Dans un sens très large, une cryptomonnaie est une monnaie qui emploie les techniques de cryptographie et circule sur un réseau informatique décentralisé, dans une logique de pair à pair (Peer-to-Peer). Autrement dit, cette monnaie ne s'appuie sur aucune Banque centrale et fait appel aux utilisateurs pour assurer l'émission et le règlement des transactions. Une cryptomonnaie est donc par nature une monnaie alternative à la monnaie légale, en ce qu'aucun agent économique n'est tenu de l'accepter en paiement.
[ Source : https://www.vie-publique.fr ]
Quoi qu'il en soit, bien que les crypto-monnaies fassent beaucoup parler d'elles dans les médias, elles ne représentent qu'une infime minorité des formes monétaires :
[ Source : Rapport sur les crypto-monnaies de Jean-Pierre Landau ]
Le Bitcoin, pionnier des cryptomonnaies
La plus emblématique des cryptomonnaies est évidemment le Bitcoin, apparue dans le paysage informatique en 2009 :
J'en avais déjà très souvent parlé sur mon blog, mais il est toujours bon de rappeler comment fonctionne en pratique le Bitcoin, pour mieux saisir le fonctionnement des crypto-monnaies. Commençons par ce schéma, qui explique comment se déroule une transaction en Bitcoin :
[ Source : Les Échos ]
Le système Bitcoin - qui fait partie du domaine libre - repose sur une chaîne de bloc (la célèbre blockchain en anglais), qui est un journal de transactions partagé et public. Il s'apparente ainsi à un système d'échange de fichiers du type peer-to-peer comme BitTorrent. Dès lors, tout utilisateur devra télécharger sur son ordinateur ce journal de transactions et se verra attribuer une adresse bitcoin protégée par une clé privée :
[ Source : Bitcoin.org ]
En pratique, un utilisateur peut obtenir des Bitcoins en les acceptant en tant que paiement pour une vente, ou en les achetant notamment sur une bourse d'échange en ligne comme Coinbase ou Bitstamp. À terme, le système a été conçu pour que le montant maximum de Bitcoins en circulation ne dépasse pas environ 21 millions d'unités.

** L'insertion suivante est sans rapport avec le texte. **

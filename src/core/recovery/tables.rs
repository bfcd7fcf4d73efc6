//! Transaction table and dirty page table.
//!
//! Both tables are owned by the log manager: the forward operations keep
//! them current during normal running, Analysis rebuilds them after a
//! crash, and checkpoints snapshot them into the log.

use std::collections::HashMap;

use crate::core::common::types::{Lsn, PageId, TransactionId};
use crate::core::wal::log_record::{ActiveTransactionInfo, DirtyPageInfo, TxStatus};

/// Per-transaction state tracked by the log manager.
///
/// An entry exists iff the transaction has at least one durable or in-flight
/// record and has not yet produced an `End`; `last_lsn` is the LSN of the
/// most recent record belonging to the transaction in the logical log.
#[derive(Debug, Clone, Copy, PartialEq, Eq)]
pub struct TransactionEntry {
    pub last_lsn: Lsn,
    pub status: TxStatus,
}

/// Mapping `TransactionId -> TransactionEntry`.
#[derive(Debug, Clone, Default)]
pub struct TransactionTable {
    transactions: HashMap<TransactionId, TransactionEntry>,
}

impl TransactionTable {
    pub fn new() -> Self {
        Self { transactions: HashMap::new() }
    }

    /// LSN of the most recent record for this transaction, or `None` if the
    /// transaction has no entry.
    pub fn last_lsn(&self, tx_id: TransactionId) -> Option<Lsn> {
        self.transactions.get(&tx_id).map(|e| e.last_lsn)
    }

    /// Update `last_lsn` for an existing entry. A no-op when the
    /// transaction is not present: this never creates entries.
    pub fn set_last_lsn(&mut self, tx_id: TransactionId, lsn: Lsn) {
        if let Some(entry) = self.transactions.get_mut(&tx_id) {
            entry.last_lsn = lsn;
        }
    }

    /// Insert or overwrite an entry outright (first `write` of a
    /// transaction, and the Analysis scan).
    pub fn upsert(&mut self, tx_id: TransactionId, lsn: Lsn, status: TxStatus) {
        self.transactions.insert(tx_id, TransactionEntry { last_lsn: lsn, status });
    }

    /// Flip an existing entry to `Committed`. No-op when absent.
    pub fn mark_committed(&mut self, tx_id: TransactionId) {
        if let Some(entry) = self.transactions.get_mut(&tx_id) {
            entry.status = TxStatus::Committed;
        }
    }

    pub fn status(&self, tx_id: TransactionId) -> Option<TxStatus> {
        self.transactions.get(&tx_id).map(|e| e.status)
    }

    pub fn contains(&self, tx_id: TransactionId) -> bool {
        self.transactions.contains_key(&tx_id)
    }

    pub fn remove(&mut self, tx_id: TransactionId) -> Option<TransactionEntry> {
        self.transactions.remove(&tx_id)
    }

    pub fn len(&self) -> usize {
        self.transactions.len()
    }

    pub fn is_empty(&self) -> bool {
        self.transactions.is_empty()
    }

    pub fn iter(&self) -> impl Iterator<Item = (&TransactionId, &TransactionEntry)> {
        self.transactions.iter()
    }

    /// Loser transactions: every entry still `InProgress`.
    pub fn losers(&self) -> impl Iterator<Item = (TransactionId, Lsn)> + '_ {
        self.transactions
            .iter()
            .filter(|(_, e)| e.status == TxStatus::InProgress)
            .map(|(tx_id, e)| (*tx_id, e.last_lsn))
    }

    /// Deep copy for a checkpoint, sorted by transaction id so the
    /// serialized snapshot is deterministic.
    pub fn snapshot(&self) -> Vec<ActiveTransactionInfo> {
        let mut rows: Vec<_> = self
            .transactions
            .iter()
            .map(|(tx_id, e)| ActiveTransactionInfo {
                tx_id: *tx_id,
                last_lsn: e.last_lsn,
                status: e.status,
            })
            .collect();
        rows.sort_by_key(|r| r.tx_id);
        rows
    }

    /// Replace the table's contents with a checkpoint snapshot.
    pub fn adopt(&mut self, snapshot: &[ActiveTransactionInfo]) {
        self.transactions = snapshot
            .iter()
            .map(|r| (r.tx_id, TransactionEntry { last_lsn: r.last_lsn, status: r.status }))
            .collect();
    }

    pub fn clear(&mut self) {
        self.transactions.clear();
    }
}

/// Mapping `PageId -> rec_lsn`, where `rec_lsn` is the LSN of the first
/// record that dirtied the page since it was last clean on disk.
///
/// An entry exists iff the buffer-resident version of the page may be newer
/// than the on-disk version. `rec_lsn` is never raised once set; undo may
/// lower it when a before-image re-dirties earlier state.
#[derive(Debug, Clone, Default)]
pub struct DirtyPageTable {
    pages: HashMap<PageId, Lsn>,
}

impl DirtyPageTable {
    pub fn new() -> Self {
        Self { pages: HashMap::new() }
    }

    /// Record the first dirtying of a page. Keeps an existing `rec_lsn`
    /// untouched: the forward path and Analysis never lower it.
    pub fn insert_if_absent(&mut self, page_id: PageId, rec_lsn: Lsn) {
        self.pages.entry(page_id).or_insert(rec_lsn);
    }

    /// Monotonic lowering used by undo: set `rec_lsn` when the page is
    /// absent or its current value is greater.
    pub fn lower_rec_lsn(&mut self, page_id: PageId, rec_lsn: Lsn) {
        match self.pages.get_mut(&page_id) {
            Some(existing) if *existing <= rec_lsn => {}
            Some(existing) => *existing = rec_lsn,
            None => {
                self.pages.insert(page_id, rec_lsn);
            }
        }
    }

    pub fn rec_lsn(&self, page_id: PageId) -> Option<Lsn> {
        self.pages.get(&page_id).copied()
    }

    pub fn contains(&self, page_id: PageId) -> bool {
        self.pages.contains_key(&page_id)
    }

    pub fn remove(&mut self, page_id: PageId) -> Option<Lsn> {
        self.pages.remove(&page_id)
    }

    /// Starting point for Redo.
    pub fn min_rec_lsn(&self) -> Option<Lsn> {
        self.pages.values().min().copied()
    }

    pub fn len(&self) -> usize {
        self.pages.len()
    }

    pub fn is_empty(&self) -> bool {
        self.pages.is_empty()
    }

    pub fn iter(&self) -> impl Iterator<Item = (&PageId, &Lsn)> {
        self.pages.iter()
    }

    /// Deep copy for a checkpoint, sorted by page id.
    pub fn snapshot(&self) -> Vec<DirtyPageInfo> {
        let mut rows: Vec<_> = self
            .pages
            .iter()
            .map(|(page_id, rec_lsn)| DirtyPageInfo { page_id: *page_id, rec_lsn: *rec_lsn })
            .collect();
        rows.sort_by_key(|r| r.page_id);
        rows
    }

    /// Replace the table's contents with a checkpoint snapshot.
    pub fn adopt(&mut self, snapshot: &[DirtyPageInfo]) {
        self.pages = snapshot.iter().map(|r| (r.page_id, r.rec_lsn)).collect();
    }

    pub fn clear(&mut self) {
        self.pages.clear();
    }
}

#[cfg(test)]
mod tests {
    use super::*;

    #[test]
    fn set_last_lsn_never_creates_entries() {
        let mut table = TransactionTable::new();
        table.set_last_lsn(TransactionId(1), Lsn(10));
        assert!(table.is_empty());
        assert_eq!(table.last_lsn(TransactionId(1)), None);

        table.upsert(TransactionId(1), Lsn(10), TxStatus::InProgress);
        table.set_last_lsn(TransactionId(1), Lsn(20));
        assert_eq!(table.last_lsn(TransactionId(1)), Some(Lsn(20)));
    }

    #[test]
    fn losers_exclude_committed_transactions() {
        let mut table = TransactionTable::new();
        table.upsert(TransactionId(1), Lsn(5), TxStatus::InProgress);
        table.upsert(TransactionId(2), Lsn(6), TxStatus::Committed);
        table.upsert(TransactionId(3), Lsn(7), TxStatus::InProgress);

        let mut losers: Vec<_> = table.losers().collect();
        losers.sort_by_key(|(tx, _)| *tx);
        assert_eq!(losers, vec![(TransactionId(1), Lsn(5)), (TransactionId(3), Lsn(7))]);
    }

    #[test]
    fn mark_committed_is_a_no_op_when_absent() {
        let mut table = TransactionTable::new();
        table.mark_committed(TransactionId(9));
        assert!(table.is_empty());
    }

    #[test]
    fn snapshot_is_a_deep_copy() {
        let mut table = TransactionTable::new();
        table.upsert(TransactionId(2), Lsn(4), TxStatus::InProgress);
        table.upsert(TransactionId(1), Lsn(3), TxStatus::Committed);

        let snapshot = table.snapshot();
        table.set_last_lsn(TransactionId(2), Lsn(99));
        table.remove(TransactionId(1));

        // Snapshot is untouched by later table mutation, and sorted.
        assert_eq!(snapshot.len(), 2);
        assert_eq!(snapshot[0].tx_id, TransactionId(1));
        assert_eq!(snapshot[1].last_lsn, Lsn(4));

        let mut restored = TransactionTable::new();
        restored.adopt(&snapshot);
        assert_eq!(restored.last_lsn(TransactionId(2)), Some(Lsn(4)));
        assert_eq!(restored.status(TransactionId(1)), Some(TxStatus::Committed));
    }

    #[test]
    fn insert_if_absent_never_lowers() {
        let mut table = DirtyPageTable::new();
        table.insert_if_absent(PageId(5), Lsn(10));
        table.insert_if_absent(PageId(5), Lsn(3));
        assert_eq!(table.rec_lsn(PageId(5)), Some(Lsn(10)));
    }

    #[test]
    fn lower_rec_lsn_only_lowers() {
        let mut table = DirtyPageTable::new();
        table.lower_rec_lsn(PageId(5), Lsn(10));
        assert_eq!(table.rec_lsn(PageId(5)), Some(Lsn(10)));

        table.lower_rec_lsn(PageId(5), Lsn(20));
        assert_eq!(table.rec_lsn(PageId(5)), Some(Lsn(10)));

        table.lower_rec_lsn(PageId(5), Lsn(4));
        assert_eq!(table.rec_lsn(PageId(5)), Some(Lsn(4)));
    }

    #[test]
    fn min_rec_lsn_over_all_pages() {
        let mut table = DirtyPageTable::new();
        assert_eq!(table.min_rec_lsn(), None);

        table.insert_if_absent(PageId(1), Lsn(30));
        table.insert_if_absent(PageId(2), Lsn(10));
        table.insert_if_absent(PageId(3), Lsn(20));
        assert_eq!(table.min_rec_lsn(), Some(Lsn(10)));

        table.remove(PageId(2));
        assert_eq!(table.min_rec_lsn(), Some(Lsn(20)));
    }

    #[test]
    fn dirty_page_snapshot_round_trips() {
        let mut table = DirtyPageTable::new();
        table.insert_if_absent(PageId(7), Lsn(2));
        table.insert_if_absent(PageId(3), Lsn(9));

        let snapshot = table.snapshot();
        assert_eq!(snapshot[0].page_id, PageId(3));

        let mut restored = DirtyPageTable::new();
        restored.adopt(&snapshot);
        assert_eq!(restored.rec_lsn(PageId(7)), Some(Lsn(2)));
        assert_eq!(restored.len(), 2);
    }
}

Tout cela semble très intéressant, mais à l'origine il a bien fallu créer les premiers bitcoins et les distribuer. C'est là qu'intervient un processus appelé "minage", qui consiste à créer des bitcoins et à les affecter à une personne (le "mineur") qui aura contribué à vérifier la validité des opérations en installant sur son ordinateur un logiciel spécifique à cet effet. Ces mineurs sont donc rémunérés à mesure des calculs effectués, mais la forte concurrence entre ces personnes pour obtenir de nouveaux bitcoins et la puissance très importante de calcul nécessaire (d'où l'important déploiement d'énergie...), rendent le minage de plus en plus difficile sinon impossible.
Le Bitcoin s'apparente donc à un projet libertarien, dont la finalité première est de se passer de l'État pour les questions monétaires, ce qui soulève de nombreuses questions : qui peut arrêter la spéculation en bitcoin ? En l'absence d'une autorité régulatrice centrale, que se passe-t-il lorsque des bitcoins sont détournés ? Comment s'assurer que le Bitcoin ne sert pas uniquement à des activités illicites dans le Dark web? etc. De plus, comme le Bitcoin n'est lié à aucune monnaie ni a aucun actif, et que le marché de cette cryptomonnaie demeure tout de même peu profond, la valeur du Bitcoin peut facilement connaître des fluctuations de grande ampleur, avec des épisodes dignes d'être qualifiés de bulles !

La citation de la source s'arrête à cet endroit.